-------- RECORDS FOR THIS EXERCISE

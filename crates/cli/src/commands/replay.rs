//! Scripted conversation replay against a local catalog file.

use std::fs;
use std::path::Path;

use anyhow::Context;
use reqwest::Url;
use serde::{Deserialize, Serialize};
use watchfinder_core::audit::{AuditContext, InMemoryAuditSink};
use watchfinder_core::dialog::{DialogEngine, RecognizedTurn, ResponseDirective};
use watchfinder_core::search::InMemoryCatalog;
use watchfinder_core::selection::ReservationRecord;
use watchfinder_core::session::{ConversationId, ConversationPhase, ConversationSession};

use crate::commands::CommandResult;

pub const DEFAULT_ORIGIN: &str = "http://localhost:3978";

#[derive(Debug, Deserialize)]
pub struct ReplayScript {
    #[serde(default = "default_conversation_id")]
    pub conversation_id: String,
    pub turns: Vec<RecognizedTurn>,
}

fn default_conversation_id() -> String {
    "replay".to_string()
}

#[derive(Debug, Serialize)]
pub struct ReplayStep {
    pub index: usize,
    pub intent: String,
    pub phase: ConversationPhase,
    #[serde(skip_serializing_if = "Option::is_none")]
    pub decision: Option<&'static str>,
    #[serde(skip_serializing_if = "Option::is_none")]
    pub error: Option<&'static str>,
    pub directives: Vec<ResponseDirective>,
}

#[derive(Debug, Serialize)]
pub struct ReplayReport {
    pub command: &'static str,
    pub status: &'static str,
    pub conversation_id: String,
    pub catalog_entries: usize,
    pub steps: Vec<ReplayStep>,
    pub reservations: Vec<ReservationRecord>,
    pub audit_events: usize,
}

pub fn run(script_path: &Path, catalog_path: &Path, origin: &str) -> CommandResult {
    let script = match load_script(script_path) {
        Ok(script) => script,
        Err(error) => return CommandResult::failure("replay", "script", format!("{error:#}"), 2),
    };
    let catalog = match InMemoryCatalog::from_json_file(catalog_path) {
        Ok(catalog) => catalog,
        Err(error) => return CommandResult::failure("replay", "catalog", error.to_string(), 3),
    };
    let origin = match Url::parse(origin) {
        Ok(origin) => origin,
        Err(error) => {
            return CommandResult::failure(
                "replay",
                "origin",
                format!("invalid origin `{origin}`: {error}"),
                2,
            );
        }
    };

    let runtime = match tokio::runtime::Builder::new_current_thread().enable_all().build() {
        Ok(runtime) => runtime,
        Err(error) => {
            return CommandResult::failure(
                "replay",
                "runtime_init",
                format!("failed to initialize async runtime: {error}"),
                4,
            );
        }
    };

    let report = runtime.block_on(replay(script, catalog, origin));
    CommandResult::report("replay", &report)
}

fn load_script(path: &Path) -> anyhow::Result<ReplayScript> {
    let raw = fs::read_to_string(path)
        .with_context(|| format!("could not read script `{}`", path.display()))?;
    serde_json::from_str(&raw)
        .with_context(|| format!("could not parse script `{}`", path.display()))
}

pub async fn replay(script: ReplayScript, catalog: InMemoryCatalog, origin: Url) -> ReplayReport {
    let catalog_entries = catalog.len();
    let engine = DialogEngine::new(catalog, origin);
    let conversation_id = ConversationId(script.conversation_id);
    let mut session = ConversationSession::new(conversation_id.clone());
    let sink = InMemoryAuditSink::default();

    let mut steps = Vec::with_capacity(script.turns.len());
    let mut reservations = Vec::new();
    for (index, turn) in script.turns.iter().enumerate() {
        let audit = AuditContext::new(
            Some(conversation_id.clone()),
            format!("replay-{}", index + 1),
            "watchfinder-cli",
        );
        let step = match engine.handle_turn_with_audit(&mut session, turn, &sink, &audit).await {
            Ok(outcome) => {
                reservations.extend(outcome.reservation);
                ReplayStep {
                    index: index + 1,
                    intent: turn.intent.as_str().to_string(),
                    phase: session.phase(),
                    decision: outcome.decision.as_ref().map(|decision| decision.label()),
                    error: None,
                    directives: outcome.directives,
                }
            }
            Err(error) => ReplayStep {
                index: index + 1,
                intent: turn.intent.as_str().to_string(),
                phase: session.phase(),
                decision: None,
                error: Some(error.kind()),
                directives: vec![ResponseDirective::text(error.user_message())],
            },
        };
        steps.push(step);
    }

    ReplayReport {
        command: "replay",
        status: "ok",
        conversation_id: conversation_id.0,
        catalog_entries,
        steps,
        reservations,
        audit_events: sink.events().len(),
    }
}
use crate::domain::slot::Slot;

pub const WELCOME: &str = "Hi! I'm the watch finder bot. I'll help you find the right watch.";
pub const WELCOME_HINT: &str =
    "If you get lost, type \"help\". To start your search over, type \"reset\".";
pub const WELCOME_ACK: &str = "OK";
pub const OPENING_PROMPT: &str = "What kind of watch are you looking for?";
pub const GREETING: &str = "This is the watch finder bot. What are you looking for today?";
pub const RESET_CONFIRMATION: &str = "Okay, I've cleared your search conditions.";
pub const HELP_MENU: &str = "Here is the help menu.";
pub const HELP_RESET_HINT: &str = "To start your search over, type \"reset\".";
pub const FALLBACK: &str = "Sorry, I didn't understand that. Could you say it another way?";
pub const NO_MATCHES: &str = "No watches matched. Could you tell me different conditions?";
pub const SELECT_CONFIRMATION: &str =
    "Thank you! We'll hold it for you at the store. Could you tell me your mobile phone number?";
pub const SELECT_WHICH_PRODUCT: &str = "Which watch would you like? Pick one from the list.";
pub const RESERVE_CONFIRMATION: &str =
    "Your reservation is confirmed. Please show the reservation slip at the store.";
pub const RESERVE_NOTHING_SELECTED: &str = "Please choose a watch before making a reservation.";
pub const RESERVE_ASK_PHONE: &str = "Could you tell me your mobile phone number?";
pub const RESERVATION_SLIP_TITLE: &str = "Reservation slip";

pub fn narrowing_count(count: usize) -> String {
    format!("{count} watches match. Please add a condition to narrow them down:")
}

pub fn slot_question(slot: Slot) -> &'static str {
    match slot {
        Slot::Gender => "Who will be wearing the watch?",
        Slot::Colors => "Do you have a color in mind?",
        Slot::Bands => "Which band material would you like?",
        Slot::Impressions => "What kind of look are you after?",
        Slot::Scenes => "Where will you be wearing it?",
    }
}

----------------

WHAT THE TASK REQUIRES:
Return all of the data word for word.

SOLUTION:
filename crates/cli/src/commands/replay.rs
//! Scripted conversation replay against a local catalog file.

use std::fs;
use std::path::Path;

use anyhow::Context;
use reqwest::Url;
use serde::{Deserialize, Serialize};
use watchfinder_core::audit::{AuditContext, InMemoryAuditSink};
use watchfinder_core::dialog::{DialogEngine, RecognizedTurn, ResponseDirective};
use watchfinder_core::search::InMemoryCatalog;
use watchfinder_core::selection::ReservationRecord;
use watchfinder_core::session::{ConversationId, ConversationPhase, ConversationSession};

use crate::commands::CommandResult;

pub const DEFAULT_ORIGIN: &str = "http://localhost:3978";

#[derive(Debug, Deserialize)]
pub struct ReplayScript {
    #[serde(default = "default_conversation_id")]
    pub conversation_id: String,
    pub turns: Vec<RecognizedTurn>,
}

fn default_conversation_id() -> String {
    "replay".to_string()
}

#[derive(Debug, Serialize)]
pub struct ReplayStep {
    pub index: usize,
    pub intent: String,
    pub phase: ConversationPhase,
    #[serde(skip_serializing_if = "Option::is_none")]
    pub decision: Option<&'static str>,
    #[serde(skip_serializing_if = "Option::is_none")]
    pub error: Option<&'static str>,
    pub directives: Vec<ResponseDirective>,
}

#[derive(Debug, Serialize)]
pub struct ReplayReport {
    pub command: &'static str,
    pub status: &'static str,
    pub conversation_id: String,
    pub catalog_entries: usize,
    pub steps: Vec<ReplayStep>,
    pub reservations: Vec<ReservationRecord>,
    pub audit_events: usize,
}

pub fn run(script_path: &Path, catalog_path: &Path, origin: &str) -> CommandResult {
    let script = match load_script(script_path) {
        Ok(script) => script,
        Err(error) => return CommandResult::failure("replay", "script", format!("{error:#}"), 2),
    };
    let catalog = match InMemoryCatalog::from_json_file(catalog_path) {
        Ok(catalog) => catalog,
        Err(error) => return CommandResult::failure("replay", "catalog", error.to_string(), 3),
    };
    let origin = match Url::parse(origin) {
        Ok(origin) => origin,
        Err(error) => {
            return CommandResult::failure(
                "replay",
                "origin",
                format!("invalid origin `{origin}`: {error}"),
                2,
            );
        }
    };

    let runtime = match tokio::runtime::Builder::new_current_thread().enable_all().build() {
        Ok(runtime) => runtime,
        Err(error) => {
            return CommandResult::failure(
                "replay",
                "runtime_init",
                format!("failed to initialize async runtime: {error}"),
                4,
            );
        }
    };

    let report = runtime.block_on(replay(script, catalog, origin));
    CommandResult::report("replay", &report)
}

fn load_script(path: &Path) -> anyhow::Result<ReplayScript> {
    let raw = fs::read_to_string(path)
        .with_context(|| format!("could not read script `{}`", path.display()))?;
    serde_json::from_str(&raw)
        .with_context(|| format!("could not parse script `{}`", path.display()))
}

pub async fn replay(script: ReplayScript, catalog: InMemoryCatalog, origin: Url) -> ReplayReport {
    let catalog_entries = catalog.len();
    let engine = DialogEngine::new(catalog, origin);
    let conversation_id = ConversationId(script.conversation_id);
    let mut session = ConversationSession::new(conversation_id.clone());
    let sink = InMemoryAuditSink::default();

    let mut steps = Vec::with_capacity(script.turns.len());
    let mut reservations = Vec::new();
    for (index, turn) in script.turns.iter().enumerate() {
        let audit = AuditContext::new(
            Some(conversation_id.clone()),
            format!("replay-{}", index + 1),
            "watchfinder-cli",
        );
        let step = match engine.handle_turn_with_audit(&mut session, turn, &sink, &audit).await {
            Ok(outcome) => {
                reservations.extend(outcome.reservation);
                ReplayStep {
                    index: index + 1,
                    intent: turn.intent.as_str().to_string(),
                    phase: session.phase(),
                    decision: outcome.decision.as_ref().map(|decision| decision.label()),
                    error: None,
                    directives: outcome.directives,
                }
            }
            Err(error) => ReplayStep {
                index: index + 1,
                intent: turn.intent.as_str().to_string(),
                phase: session.phase(),
                decision: None,
                error: Some(error.kind()),
                directives: vec![ResponseDirective::text(error.user_message())],
            },
        };
        steps.push(step);
    }

    ReplayReport {
        command: "replay",
        status: "ok",
        conversation_id: conversation_id.0,
        catalog_entries,
        steps,
        reservations,
        audit_events: sink.events().len(),
    }
}
use crate::domain::slot::Slot;

pub const WELCOME: &str = "Hi! I'm the watch finder bot. I'll help you find the right watch.";
pub const WELCOME_HINT: &str =
    "If you get lost, type \"help\". To start your search over, type \"reset\".";
pub const WELCOME_ACK: &str = "OK";
pub const OPENING_PROMPT: &str = "What kind of watch are you looking for?";
pub const GREETING: &str = "This is the watch finder bot. What are you looking for today?";
pub const RESET_CONFIRMATION: &str = "Okay, I've cleared your search conditions.";
pub const HELP_MENU: &str = "Here is the help menu.";
pub const HELP_RESET_HINT: &str = "To start your search over, type \"reset\".";
pub const FALLBACK: &str = "Sorry, I didn't understand that. Could you say it another way?";
pub const NO_MATCHES: &str = "No watches matched. Could you tell me different conditions?";
pub const SELECT_CONFIRMATION: &str =
    "Thank you! We'll hold it for you at the store. Could you tell me your mobile phone number?";
pub const SELECT_WHICH_PRODUCT: &str = "Which watch would you like? Pick one from the list.";
pub const RESERVE_CONFIRMATION: &str =
    "Your reservation is confirmed. Please show the reservation slip at the store.";
pub const RESERVE_NOTHING_SELECTED: &str = "Please choose a watch before making a reservation.";
pub const RESERVE_ASK_PHONE: &str = "Could you tell me your mobile phone number?";
pub const RESERVATION_SLIP_TITLE: &str = "Reservation slip";

pub fn narrowing_count(count: usize) -> String {
    format!("{count} watches match. Please add a condition to narrow them down:")
}

pub fn slot_question(slot: Slot) -> &'static str {
    match slot {
        Slot::Gender => "Who will be wearing the watch?",
        Slot::Colors => "Do you have a color in mind?",
        Slot::Bands => "Which band material would you like?",
        Slot::Impressions => "What kind of look are you after?",
        Slot::Scenes => "Where will you be wearing it?",
    }
}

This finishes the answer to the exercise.